The aim of this project was to investigate the underlying mechanism of action of NI-0501, a fully human monoclonal antibody (mAb) directed against interferon gamma (IFNγ). NI-0501 is being developed for the treatment of inflammatory and autoimmune conditions. Biacore analysis was performed to assess the binding kinetics and affinity of NI-0501 for IFNγ. Furthermore, in conjunction with flow cytometry, the interaction of NI-0501/IFNγ complexes with IFNγ-Receptor-1 (IFNγR1) was investigated. The potency of NI-0501 was established using STAT-1 Reporter HeLa cells. Confocal microscopy was used to evaluate the interaction and internalization of IFNγ/IFNγR1 complexes. NI-0501 demonstrated a binding kinetics and affinity (KD) in the pM range for IFNγ and a potent ability to neutralize the biological activity of IFNγ. In both Biacore and flow cytometry experiments, NI-0501 was observed to bind to both free and IFNγR1-bound IFNγ. Using an in situ proximity ligation assay, NI-0501 was observed to impair IFNγR1 and IFNγ-Receptor-2 (IFNγR2) interaction induced by IFNγ at the cell surface.

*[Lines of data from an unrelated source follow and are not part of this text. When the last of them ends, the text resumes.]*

//! Query: question → retrieved pages → grounded answer.

use crate::error::RagError;
use crate::index::{RetrievedEntry, VectorStore};
use crate::output::QueryAnswer;
use crate::pipeline::embed::Embedder;
use crate::pipeline::llm::Generator;
use crate::prompts::{grounded_user_message, GROUNDING_SYSTEM_PROMPT};
use std::sync::Arc;
use tracing::{debug, info};

/// Embeds a question, retrieves the closest pages and asks the text model.
///
/// An empty index is not an error: the generator still runs, with an empty
/// context, and the answer carries no sources.
pub struct QueryPipeline {
    embedder: Arc<dyn Embedder>,
    store: Arc<dyn VectorStore>,
    generator: Arc<dyn Generator>,
    top_k: usize,
}

impl QueryPipeline {
    pub fn new(
        embedder: Arc<dyn Embedder>,
        store: Arc<dyn VectorStore>,
        generator: Arc<dyn Generator>,
        top_k: usize,
    ) -> Self {
        Self {
            embedder,
            store,
            generator,
            top_k: top_k.max(1),
        }
    }

    pub async fn answer(&self, question: &str) -> Result<QueryAnswer, RagError> {
        if question.trim().is_empty() {
            return Err(RagError::InvalidInput("query must not be empty".into()));
        }

        let embedding = self
            .embedder
            .embed(question)
            .await
            .map_err(|source| RagError::Retrieval { source })?;

        let matches = self.store.query(&embedding, self.top_k).await?;
        debug!(
            "Retrieved {} page(s): {:?}",
            matches.len(),
            matches.iter().map(|m| (&m.id, m.score)).collect::<Vec<_>>()
        );

        let context = build_context(&matches);
        let user = grounded_user_message(&context, question);

        let response = self
            .generator
            .generate(GROUNDING_SYSTEM_PROMPT, &user)
            .await
            .map_err(|source| RagError::Generation { source })?;

        let sources = dedup_sources(&matches);
        info!("Answered from {} page(s), sources {:?}", matches.len(), sources);

        Ok(QueryAnswer {
            response,
            sources,
            context,
            matches,
        })
    }
}

/// Retrieved texts in rank order, joined by a single newline.
pub fn build_context(matches: &[RetrievedEntry]) -> String {
    matches
        .iter()
        .map(|m| m.document_text.as_str())
        .collect::<Vec<_>>()
        .join("\n")
}

/// Filenames of `matches`, first occurrence wins.
pub fn dedup_sources(matches: &[RetrievedEntry]) -> Vec<String> {
    let mut sources: Vec<String> = Vec::new();
    for m in matches {
        if !sources.contains(&m.metadata.filename) {
            sources.push(m.metadata.filename.clone());
        }
    }
    sources
}

#[cfg(test)]
mod tests {
    use super::*;
    use crate::index::EntryMetadata;

    fn hit(id: &str, file: &str, text: &str) -> RetrievedEntry {
        RetrievedEntry {
            id: id.into(),
            score: 0.5,
            document_text: text.into(),
            metadata: EntryMetadata {
                filename: file.into(),
            },
        }
    }

    #[test]
    fn context_joins_with_single_newline() {
        let hits = [
            hit("a.pdf_page_1", "a.pdf", "second"),
            hit("a.pdf_page_0", "a.pdf", "first"),
        ];
        assert_eq!(build_context(&hits), "second\nfirst");
        assert_eq!(build_context(&[]), "");
    }

    #[test]
    fn sources_are_deduplicated_in_rank_order() {
        let hits = [
            hit("b.pdf_page_0", "b.pdf", "x"),
            hit("a.pdf_page_0", "a.pdf", "y"),
            hit("b.pdf_page_1", "b.pdf", "z"),
        ];
        assert_eq!(dedup_sources(&hits), vec!["b.pdf", "a.pdf"]);
    }
}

Finally, using confocal microscopy, we observed that IFNγ-mediated IFNγR1 internalization into Lysosomal-Associated Membrane-Protein-1 (LAMP-1) positive lysosomes was not affected by NI-0501. In this study, we demonstrate a mechanism of action by which NI-0501 neutralizes IFNγ. Thus, our data show that NI-0501 is a non competitive inhibitor of IFNγ binding to its receptor and that NI-0501 binding to IFNγ prevents IFNγR2 recruitment but allows for IFNγR1 endocytosis and internalization into lysosomes.